首位快走の日本ハムが警戒すべきはソフトBより西武の意外…名球会会員・山崎裕之氏が語る西口監督の胆力
「パ・リーグ全体を見渡しても、今年の日本ハムが優勝に一番近い位置にいるのは間違いない」
こう言うのは、名球会会員でロッテ、西武OBの山崎裕之氏だ。
6月30日現在、パ・リーグは首位日本ハムから4位西武まで4.5ゲーム差の大混戦。その中でも2位オリックスに2.5ゲーム差をつける日本ハムは、清宮幸太郎、野村佑希、万波中正らフレッシュな若手野手がリーグ最多の66本塁打をマークする強力打線を形成。同じくリーグトップのチーム防御率2.32を誇る、投手力も大きな武器だ。
■先発完投の流れ加速
山崎氏が続ける。
「打線の破壊力はリーグ屈指、若手の育成、外国人選手を含めた編成もハマっている。さらに、就任4年目を迎えた新庄剛志監督(53)の考えがチームに浸透していることは大きい。特に投手陣は、先発投手の完投数がリーグ断トツの15という数字を見てもわかるように、先発の状態が良ければどんどん完投させる。投手もそれに応えるスタミナを兼ね備えている。新庄監督は就任直後の2021年冬に、『中6日で100球は嫌、中5日なら分かるけど、中6日なら130から140球くらいは投げてほしい』と要望した。その後の3シーズンの積み重ねもあって、今や先発完投は珍しくない。この新庄監督の考えに他球団の監督も影響を受けたのか、先発投手に、より長いイニングを求めるケースが増えています」
リーグ戦再開となった27日からの西武3連戦(ベルーナドーム)では、リーグトップの8勝をマークする伊藤大海が初戦に8イニング、2戦目の山崎福也こそ6イニングで降板したが、3戦目の21歳・達孝太は1失点でプロ初完投勝利を挙げた。
「抑えは柳川大晟、田中正義ら日替わり起用になっているが、やはり先発の充実度はリーグトップクラス(先発防御率2.17)。絶対的な抑えがいないライバル球団も多く、先発の出来が今季の優勝争いに大きな影響を及ぼすでしょう。その点では、ソフトバンク(同2.66)やオリックス(同2.87)に比べて有利な位置にいるのは確か。昨季優勝のソフトバンクの追い上げも見ものですが、日本ハムがむしろ警戒すべきは、前年最下位からの巻き返しを図る西武(同2.24)ではないか」(山崎氏)

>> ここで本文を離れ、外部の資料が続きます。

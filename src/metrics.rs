// src/metrics.rs
//
// Pipeline counters. Cheap atomics, cloned freely across the loop and the
// submission task; a summary is logged at shutdown.

use std::sync::atomic::{AtomicU64, Ordering};
use std::sync::Arc;
use std::time::Instant;
use tracing::info;

#[derive(Debug, Clone)]
pub struct PipelineMetrics {
    pub frames_processed: Arc<AtomicU64>,
    pub vehicles_seen: Arc<AtomicU64>,
    pub reads_accepted: Arc<AtomicU64>,
    pub plates_finalized: Arc<AtomicU64>,
    pub exits_without_plate: Arc<AtomicU64>,
    pub api_successes: Arc<AtomicU64>,
    pub api_failures: Arc<AtomicU64>,
    pub started_at: Instant,
}

impl PipelineMetrics {
    pub fn new() -> Self {
        Self {
            frames_processed: Arc::new(AtomicU64::new(0)),
            vehicles_seen: Arc::new(AtomicU64::new(0)),
            reads_accepted: Arc::new(AtomicU64::new(0)),
            plates_finalized: Arc::new(AtomicU64::new(0)),
            exits_without_plate: Arc::new(AtomicU64::new(0)),
            api_successes: Arc::new(AtomicU64::new(0)),
            api_failures: Arc::new(AtomicU64::new(0)),
            started_at: Instant::now(),
        }
    }

    pub fn incr(counter: &Arc<AtomicU64>) {
        counter.fetch_add(1, Ordering::Relaxed);
    }

    pub fn log_summary(&self) {
        let elapsed = self.started_at.elapsed().as_secs_f64();
        info!(
            frames = self.frames_processed.load(Ordering::Relaxed),
            vehicles = self.vehicles_seen.load(Ordering::Relaxed),
            reads = self.reads_accepted.load(Ordering::Relaxed),
            finalized = self.plates_finalized.load(Ordering::Relaxed),
            no_plate_exits = self.exits_without_plate.load(Ordering::Relaxed),
            api_ok = self.api_successes.load(Ordering::Relaxed),
            api_err = self.api_failures.load(Ordering::Relaxed),
            elapsed_s = %format!("{elapsed:.1}"),
            "pipeline summary"
        );
    }
}

impl Default for PipelineMetrics {
    fn default() -> Self {
        Self::new()
    }
}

西武の先発陣は日本ハムに勝るとも劣らない。左右エースの今井達也(6勝2敗、防御率1.32)、隅田知一郎(7勝3敗、同1.52)に加え、武内夏暉(3勝2敗、同3.34)、渡辺勇太朗(5勝4敗、同2.09)、高橋光成(2勝4敗、同2.38)の5本柱に加え、菅井信也(5勝3敗、同2.63)、与座海人(2勝1敗、同2.97)の6~7番手まで揃っている。